- **TASK DESCRIPTION**
Could you write out the opening lines of the data, word for word, stopping after the line that contains "use refact_llm::ScriptedGateway;"?

- **DATA UNDER STUDY**
//! End-to-end tests driving the router with stub collaborators

use axum::body::Body;
use axum::http::{Request, StatusCode};
use axum::Router;
use refact_agent::StaticFetcher;
use refact_core::{Role, ServerConfig};
use refact_github::{RecordedCall, RecordingRemoteSync, RemoteSync};
use refact_llm::ScriptedGateway;
use refact_server::{router, AppState, InMemorySessionStore, RemoteFactory, SessionStore};
use serde_json::{json, Value};
use std::sync::Arc;
use tower::ServiceExt;

const HERO_PLAN: &str = r#"{"understanding": [{"tool": "tree"}, {"tool": "locate", "target": "component"}]}"#;

const HERO_EDITS: &str = r#"{
    "edits": [
        {"kind": "create", "path": "src/components/Hero.js", "content": "export default function Hero() {}"},
        {"kind": "update", "path": "src/index.js", "content": "import Hero from './components/Hero';"}
    ],
    "reasoning": "Add Hero and render it"
}"#;

struct Harness {
    app: Router,
    gateway: ScriptedGateway,
    remote: RecordingRemoteSync,
    sessions: Arc<InMemorySessionStore>,
}

fn harness(gateway: ScriptedGateway, remote: RecordingRemoteSync) -> Harness {
    let sessions = Arc::new(InMemorySessionStore::new());
    let factory_remote = remote.clone();
    let factory: RemoteFactory =
        Arc::new(move |_token: &str| Ok(Arc::new(factory_remote.clone()) as Arc<dyn RemoteSync>));

    let state = AppState::new(
        ServerConfig::default(),
        Arc::new(gateway.clone()),
        Arc::new(StaticFetcher::new()),
        sessions.clone() as Arc<dyn SessionStore>,
        factory,
    );

    Harness {
        app: router(state),
        gateway,
        remote,
        sessions,
    }
}

async fn send(app: &Router, method: &str, uri: &str, body: Option<Value>) -> (StatusCode, Value) {
    let builder = Request::builder().method(method).uri(uri);
    let request = match body {
        Some(body) => builder
            .header("content-type", "application/json")
            .body(Body::from(body.to_string()))
            .unwrap(),
        None => builder.body(Body::empty()).unwrap(),
    };

    let response = app.clone().oneshot(request).await.unwrap();
    let status = response.status();
    let bytes = axum::body::to_bytes(response.into_body(), usize::MAX)
        .await
        .unwrap();
    (status, serde_json::from_slice(&bytes).unwrap_or(Value::Null))
}

fn committed_paths(remote: &RecordingRemoteSync) -> Vec<String> {
    remote
        .calls()
        .into_iter()
        .filter_map(|call| match call {
            RecordedCall::Commit { path, .. } => Some(path),
            _ => None,
        })
        .collect()
}

#[tokio::test]
async fn test_health_is_healthy_without_upstream() {
    let config = ServerConfig {
        anthropic_url: "http://127.0.0.1:1".to_string(),
        ..ServerConfig::default()
    };
    let app = router(AppState::from_config(config).unwrap());

    let (status, body) = send(&app, "GET", "/health", None).await;
    assert_eq!(status, StatusCode::OK);
    assert_eq!(body["status"], "healthy");
    assert_eq!(body["service"], "refact");
    assert!(body["features"].as_array().unwrap().contains(&json!("agent")));
    assert!(body["timestamp"].is_string());
}

#[tokio::test]
async fn test_caps_lists_agent_tools() {
    let h = harness(ScriptedGateway::new(), RecordingRemoteSync::new());

    let (status, body) = send(&h.app, "GET", "/v1/caps", None).await;
    assert_eq!(status, StatusCode::OK);
    assert_eq!(body["provider"], "anthropic");
    assert_eq!(body["default_model"], "sonnet");
    assert_eq!(body["max_tokens"], 4000);
    assert_eq!(body["agent_tools"].as_object().unwrap().len(), 9);
    assert!(body["agent_tools"]["locate"].is_string());
}

#[tokio::test]
async fn test_chat_completions_proxy() {
    let h = harness(
        ScriptedGateway::new().reply("Hello there"),
        RecordingRemoteSync::new(),
    );

    let (status, body) = send(
        &h.app,
        "POST",
        "/v1/chat/completions",
        Some(json!({
            "messages": [
                {"role": "system", "content": "Be brief"},
                {"role": "user", "content": "Hi"}
            ]
        })),
    )
    .await;

    assert_eq!(status, StatusCode::OK);
    assert_eq!(body["choices"][0]["message"]["content"], "Hello there");
    assert_eq!(h.gateway.requests()[0].messages.len(), 2);
}

#[tokio::test]
async fn test_chat_completions_rejects_empty_messages() {
    let h = harness(ScriptedGateway::new(), RecordingRemoteSync::new());

    let (status, body) = send(
        &h.app,
        "POST",
        "/v1/chat/completions",
        Some(json!({ "messages": [] })),
    )
    .await;
    assert_eq!(status, StatusCode::BAD_REQUEST);
    assert!(body["error"].as_str().unwrap().contains("messages"));
}

#[tokio::test]
async fn test_chat_completions_upstream_failure_is_500() {
    let h = harness(
        ScriptedGateway::new().fail(401, "invalid x-api-key"),
        RecordingRemoteSync::new(),
    );

    let (status, body) = send(
        &h.app,
        "POST",
        "/v1/chat/completions",
        Some(json!({ "messages": [{"role": "user", "content": "Hi"}] })),
    )
    .await;
    assert_eq!(status, StatusCode::INTERNAL_SERVER_ERROR);
    assert!(body["error"].as_str().unwrap().contains("invalid x-api-key"));
}

#[tokio::test]
async fn test_create_project_mirrors_scaffold() {
    let h = harness(ScriptedGateway::new(), RecordingRemoteSync::new());

    let (status, body) = send(
        &h.app,
        "POST",
        "/v1/projects/create",
        Some(json!({
            "project_name": "site",
            "github_token": "ghp_test",
            "complexity": "complex",
            "user_id": "u1"
        })),
    )
    .await;

    assert_eq!(status, StatusCode::OK);
    assert_eq!(body["project_id"], "octocat--site");
    assert_eq!(body["repo_url"], "https://github.com/octocat/site");
    assert_eq!(body["files"].as_array().unwrap().len(), 5);
    assert_eq!(body["commits"].as_array().unwrap().len(), 5);
    assert!(body["session_id"].is_string());

    assert!(matches!(
        &h.remote.calls()[0],
        RecordedCall::CreateRepository { name } if name == "site"
    ));
    let files: Vec<String> = body["files"]
        .as_array()
        .unwrap()
        .iter()
        .map(|f| f.as_str().unwrap().to_string())
        .collect();
    assert_eq!(committed_paths(&h.remote), files);

    let (status, tree) = send(&h.app, "GET", "/v1/projects/octocat--site/tree", None).await;
    assert_eq!(status, StatusCode::OK);
    assert!(tree["src"]["components"]["App.js"].is_null());
    assert!(tree["src"]["styles"].is_object());
}

#[tokio::test]
async fn test_create_project_requires_token() {
    let h = harness(ScriptedGateway::new(), RecordingRemoteSync::new());

    let (status, _) = send(
        &h.app,
        "POST",
        "/v1/projects/create",
        Some(json!({ "project_name": "site", "github_token": "" })),
    )
    .await;
    assert_eq!(status, StatusCode::BAD_REQUEST);
    assert!(h.remote.calls().is_empty());
}

#[tokio::test]
async fn test_agent_hydrates_and_commits_each_edit() {
    let h = harness(
        ScriptedGateway::new().reply(HERO_PLAN).reply(HERO_EDITS),
        RecordingRemoteSync::new().with_file("src/index.js", "console.log('hi');"),
    );

    let (status, body) = send(
        &h.app,
        "POST",
        "/v1/projects/octocat--site/agent",
        Some(json!({ "task": "Create a Hero component", "github_token": "ghp_test" })),
    )
    .await;

    assert_eq!(status, StatusCode::OK);
    assert_eq!(body["success"], true);
    assert_eq!(body["reasoning"], "Add Hero and render it");
    assert_eq!(
        committed_paths(&h.remote),
        vec!["src/components/Hero.js", "src/index.js"]
    );
    assert_eq!(body["remote_refs"].as_array().unwrap().len(), 2);

    // The hydrated file was visible to the gathering phase
    assert!(h.gateway.prompts()[1].contains("src/index.js"));

    let (_, tree) = send(&h.app, "GET", "/v1/projects/octocat--site/tree", None).await;
    assert!(tree["src"]["components"]["Hero.js"].is_null());
}

#[tokio::test]
async fn test_agent_invalid_plan_returns_raw() {
    let h = harness(
        ScriptedGateway::new().reply("Sorry, no plan today"),
        RecordingRemoteSync::new(),
    );

    let (status, body) = send(
        &h.app,
        "POST",
        "/v1/projects/octocat--site/agent",
        Some(json!({ "task": "Add a footer", "github_token": "ghp_test" })),
    )
    .await;

    assert_eq!(status, StatusCode::OK);
    assert_eq!(body["success"], false);
    assert_eq!(body["raw"], "Sorry, no plan today");
    assert!(!body["error"].as_str().unwrap().is_empty());
}

#[tokio::test]
async fn test_bad_project_id_is_400() {
    let h = harness(ScriptedGateway::new(), RecordingRemoteSync::new());

    let (status, body) = send(
        &h.app,
        "POST",
        "/v1/projects/no-separator/agent",
        Some(json!({ "task": "x", "github_token": "t" })),
    )
    .await;
    assert_eq!(status, StatusCode::BAD_REQUEST);
    assert!(body["error"].is_string());
}

#[tokio::test]
async fn test_unknown_project_tree_is_404() {
    let h = harness(ScriptedGateway::new(), RecordingRemoteSync::new());

    let (status, body) = send(&h.app, "GET", "/v1/projects/acme--nothing/tree", None).await;
    assert_eq!(status, StatusCode::NOT_FOUND);
    assert!(body["error"].as_str().unwrap().contains("acme--nothing"));
}

#[tokio::test]
async fn test_chat_routes_by_intent_and_persists_turns() {
    let h = harness(
        ScriptedGateway::new().reply("It is a small Node project."),
        RecordingRemoteSync::new(),
    );

    let (status, first) = send(
        &h.app,
        "POST",
        "/v1/projects/octocat--site/chat",
        Some(json!({ "message": "What is this project?", "github_token": "t" })),
    )
    .await;
    assert_eq!(status, StatusCode::OK);
    assert_eq!(first["intent"], "general");
    assert_eq!(first["reply"], "It is a small Node project.");
    assert!(first.get("result").is_none());
    let session_id = first["session_id"].as_str().unwrap().to_string();

    let (status, second) = send(
        &h.app,
        "POST",
        "/v1/projects/octocat--site/chat",
        Some(json!({
            "message": "Let's deploy",
            "github_token": "t",
            "session_id": session_id
        })),
    )
    .await;
    assert_eq!(status, StatusCode::OK);
    assert_eq!(second["intent"], "deploy");
    assert_eq!(second["session_id"], session_id.as_str());
    assert!(second["reply"]
        .as_str()
        .unwrap()
        .contains("https://github.com/octocat/site"));

    // Deploy answers without the LLM
    assert_eq!(h.gateway.requests().len(), 1);

    let messages = h.sessions.list_messages(&session_id).await.unwrap();
    assert_eq!(messages.len(), 4);
    assert_eq!(messages[2].content, "Let's deploy");

    // New sessions are attributed to the token's GitHub user
    let session = h.sessions.get_session(&session_id).await.unwrap();
    assert_eq!(session.user_id.as_deref(), Some("octocat"));
}

#[tokio::test]
async fn test_chat_failure_still_answers_the_turn() {
    let h = harness(
        ScriptedGateway::new().fail(529, "overloaded"),
        RecordingRemoteSync::new(),
    );
    let session = h
        .sessions
        .create_session("octocat--site", None)
        .await
        .unwrap();

    let (status, body) = send(
        &h.app,
        "POST",
        "/v1/projects/octocat--site/chat",
        Some(json!({ "message": "What is this?", "github_token": "t", "session_id": session.id.clone() })),
    )
    .await;
    assert_eq!(status, StatusCode::INTERNAL_SERVER_ERROR);
    assert!(body["error"].as_str().unwrap().contains("overloaded"));

    let messages = h.sessions.list_messages(&session.id).await.unwrap();
    assert_eq!(messages.len(), 2);
    assert_eq!(messages[0].role, Role::User);
    assert_eq!(messages[1].role, Role::Assistant);
    assert!(messages[1].content.contains("overloaded"));
}

#[tokio::test]
async fn test_chat_modify_runs_agent() {
    let h = harness(
        ScriptedGateway::new().reply(HERO_PLAN).reply(HERO_EDITS),
        RecordingRemoteSync::new(),
    );

    let (status, body) = send(
        &h.app,
        "POST",
        "/v1/projects/octocat--site/chat",
        Some(json!({ "message": "Please add a Hero component", "github_token": "t" })),
    )
    .await;

    assert_eq!(status, StatusCode::OK);
    assert_eq!(body["intent"], "modify");
    assert_eq!(body["result"]["success"], true);
    assert!(body["reply"].as_str().unwrap().contains("Add Hero and render it"));
    assert_eq!(committed_paths(&h.remote).len(), 2);
}

#[tokio::test]
async fn test_chat_approve_commits_workspace() {
    let h = harness(
        ScriptedGateway::new(),
        RecordingRemoteSync::new()
            .with_file("README.md", "# site")
            .with_file("src/index.js", "x"),
    );

    let (status, body) = send(
        &h.app,
        "POST",
        "/v1/projects/octocat--site/chat",
        Some(json!({ "message": "LGTM", "github_token": "t" })),
    )
    .await;

    assert_eq!(status, StatusCode::OK);
    assert_eq!(body["intent"], "approve");
    assert_eq!(body["result"]["remote_refs"].as_array().unwrap().len(), 2);
    assert_eq!(committed_paths(&h.remote), vec!["README.md", "src/index.js"]);
}

#[tokio::test]
async fn test_hydration_skips_unsafe_remote_paths() {
    let h = harness(
        ScriptedGateway::new(),
        RecordingRemoteSync::new()
            .with_file("README.md", "# site")
            .with_file("c:notes", "scratch"),
    );

    let (status, body) = send(
        &h.app,
        "POST",
        "/v1/projects/octocat--site/chat",
        Some(json!({ "message": "ship it", "github_token": "t" })),
    )
    .await;

    assert_eq!(status, StatusCode::OK);
    assert_eq!(body["result"]["success"], true);
    assert_eq!(committed_paths(&h.remote), vec!["README.md"]);
}

#[tokio::test]
async fn test_chat_unknown_session_is_404() {
    let h = harness(ScriptedGateway::new(), RecordingRemoteSync::new());

    let (status, _) = send(
        &h.app,
        "POST",
        "/v1/projects/octocat--site/chat",
        Some(json!({ "message": "hi", "github_token": "t", "session_id": "missing" })),
    )
    .await;
    assert_eq!(status, StatusCode::NOT_FOUND);
}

- **OUTPUT OF THE TASK**
//! End-to-end tests driving the router with stub collaborators

use axum::body::Body;
use axum::http::{Request, StatusCode};
use axum::Router;
use refact_agent::StaticFetcher;
use refact_core::{Role, ServerConfig};
use refact_github::{RecordedCall, RecordingRemoteSync, RemoteSync};
use refact_llm::ScriptedGateway;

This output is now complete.